For some the day will bring with it warm memories of special moments with a 'good enough' mum and sadly for others it's a day they quietly dread as their relationship with their mum is one they'd rather quietly forget.

Other mums, who all deserve our loving thoughts next Sunday, have lost precious babies and children so Mother's Day brings sadness rather than celebration for them.

One of the most significant changes over the last few decades in the mothering landscape seems to have been a weakening of the supportive sisterhood.

Thanks to social media the tendency for women to practice the game of 'compare and despair', to be judgmental and critical of themselves and others – or simply too busy to connect and catch up in person with a circle of nurturing family and friends – has meant many mothers struggle with feeling overwhelmed and guilt-ridden.

Don't get me wrong. I know that often social media – especially honest sharings from fabulously flawed mothers about their real lives – can be very powerful, and a great comfort to mums who might be feeling isolated at home.

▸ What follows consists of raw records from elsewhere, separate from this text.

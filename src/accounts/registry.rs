//! User registration and subscription management.

use chrono::{DateTime, Utc};
use std::sync::Arc;

use crate::accounts::types::{AccountError, NewUser, UserStats};
use crate::model::user::generate_api_key;
use crate::model::{Subscription, User};
use crate::observability::metrics;
use crate::plans::PlanTier;
use crate::store::Store;

const BYTES_PER_GB: f64 = 1024.0 * 1024.0 * 1024.0;

/// Account operations over the shared store.
pub struct Accounts {
    store: Arc<Store>,
}

impl Accounts {
    pub fn new(store: Arc<Store>) -> Self {
        Self { store }
    }

    /// Create a user with a STARTER subscription.
    pub async fn register(&self, new: NewUser) -> Result<User, AccountError> {
        let username = new.username.trim().to_string();
        let email = new.email.trim().to_string();
        if username.is_empty() || username.contains(':') {
            return Err(AccountError::InvalidInput("username must be non-empty and must not contain ':'".into()));
        }
        if !email.contains('@') {
            return Err(AccountError::InvalidInput("email address is malformed".into()));
        }

        let now = Utc::now();
        let user = self
            .store
            .transact(|state| {
                if state.user_by_email(&email).is_some() {
                    return Err(AccountError::EmailTaken);
                }
                if state.user_by_username(&username).is_some() {
                    return Err(AccountError::UsernameTaken);
                }

                let id = state.allocate_user_id();
                let user = User {
                    id,
                    username,
                    email,
                    api_key: generate_api_key(),
                    is_active: true,
                    created_at: now,
                };
                state.users.insert(id, user.clone());
                state
                    .subscriptions
                    .insert(id, Subscription::for_plan(id, PlanTier::Starter, now));
                Ok(user)
            })
            .await?;

        tracing::info!(user_id = user.id, username = %user.username, "User registered");
        metrics::record_registration();
        Ok(user)
    }

    /// Resolve an API key to an active user.
    pub fn authenticate(&self, api_key: &str) -> Result<User, AccountError> {
        let state = self.store.snapshot();
        let user = state
            .user_by_api_key(api_key)
            .ok_or(AccountError::InvalidApiKey)?;
        if !user.is_active {
            return Err(AccountError::UserInactive);
        }
        Ok(user.clone())
    }

    pub fn user(&self, user_id: u64) -> Result<User, AccountError> {
        self.store
            .snapshot()
            .users
            .get(&user_id)
            .cloned()
            .ok_or(AccountError::UnknownUser(user_id))
    }

    pub fn subscription(&self, user_id: u64) -> Result<Subscription, AccountError> {
        self.store
            .snapshot()
            .subscriptions
            .get(&user_id)
            .cloned()
            .ok_or(AccountError::UnknownUser(user_id))
    }

    /// Switch plans: new limits, extended expiry.
    pub async fn change_plan(&self, user_id: u64, tier: PlanTier) -> Result<Subscription, AccountError> {
        self.change_plan_at(user_id, tier, Utc::now()).await
    }

    pub async fn change_plan_at(
        &self,
        user_id: u64,
        tier: PlanTier,
        now: DateTime<Utc>,
    ) -> Result<Subscription, AccountError> {
        let sub = self
            .store
            .transact(|state| {
                let sub = state
                    .subscriptions
                    .get_mut(&user_id)
                    .ok_or(AccountError::UnknownUser(user_id))?;
                sub.change_plan(tier, now);
                Ok::<_, AccountError>(sub.clone())
            })
            .await?;

        tracing::info!(user_id, plan = %tier, expires_at = %sub.expires_at, "Plan changed");
        Ok(sub)
    }

    /// Add gateway traffic to the user's data usage.
    pub async fn record_data_usage(&self, user_id: u64, bytes: u64) -> Result<f64, AccountError> {
        let used = self
            .store
            .transact(|state| {
                let sub = state
                    .subscriptions
                    .get_mut(&user_id)
                    .ok_or(AccountError::UnknownUser(user_id))?;
                sub.data_used_gb += bytes as f64 / BYTES_PER_GB;
                Ok::<_, AccountError>(sub.data_used_gb)
            })
            .await?;

        tracing::debug!(user_id, bytes, data_used_gb = used, "Data usage recorded");
        Ok(used)
    }

    pub fn stats(&self, user_id: u64) -> Result<UserStats, AccountError> {
        let sub = self.subscription(user_id)?;
        Ok(UserStats::from_subscription(&sub, Utc::now()))
    }
}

But too often women find themselves constantly questioning every single choice they make. Many tell me they feel sure they are quite simply lousy mums and can't believe how incredibly difficult being a parent is.

The visible and invisible pressures to be perfect, infallible and to have it all together seem to be coming at today's mums from every angle.

There is a palpable relief when I begin my parent seminars by owning up to the fact that on my first shopping trip after having given birth to my eldest son I accidentally left the baby at home! As a capable, well-organised and relatively successful professional I simply could not believe how I'd made such an enormously stupid mistake.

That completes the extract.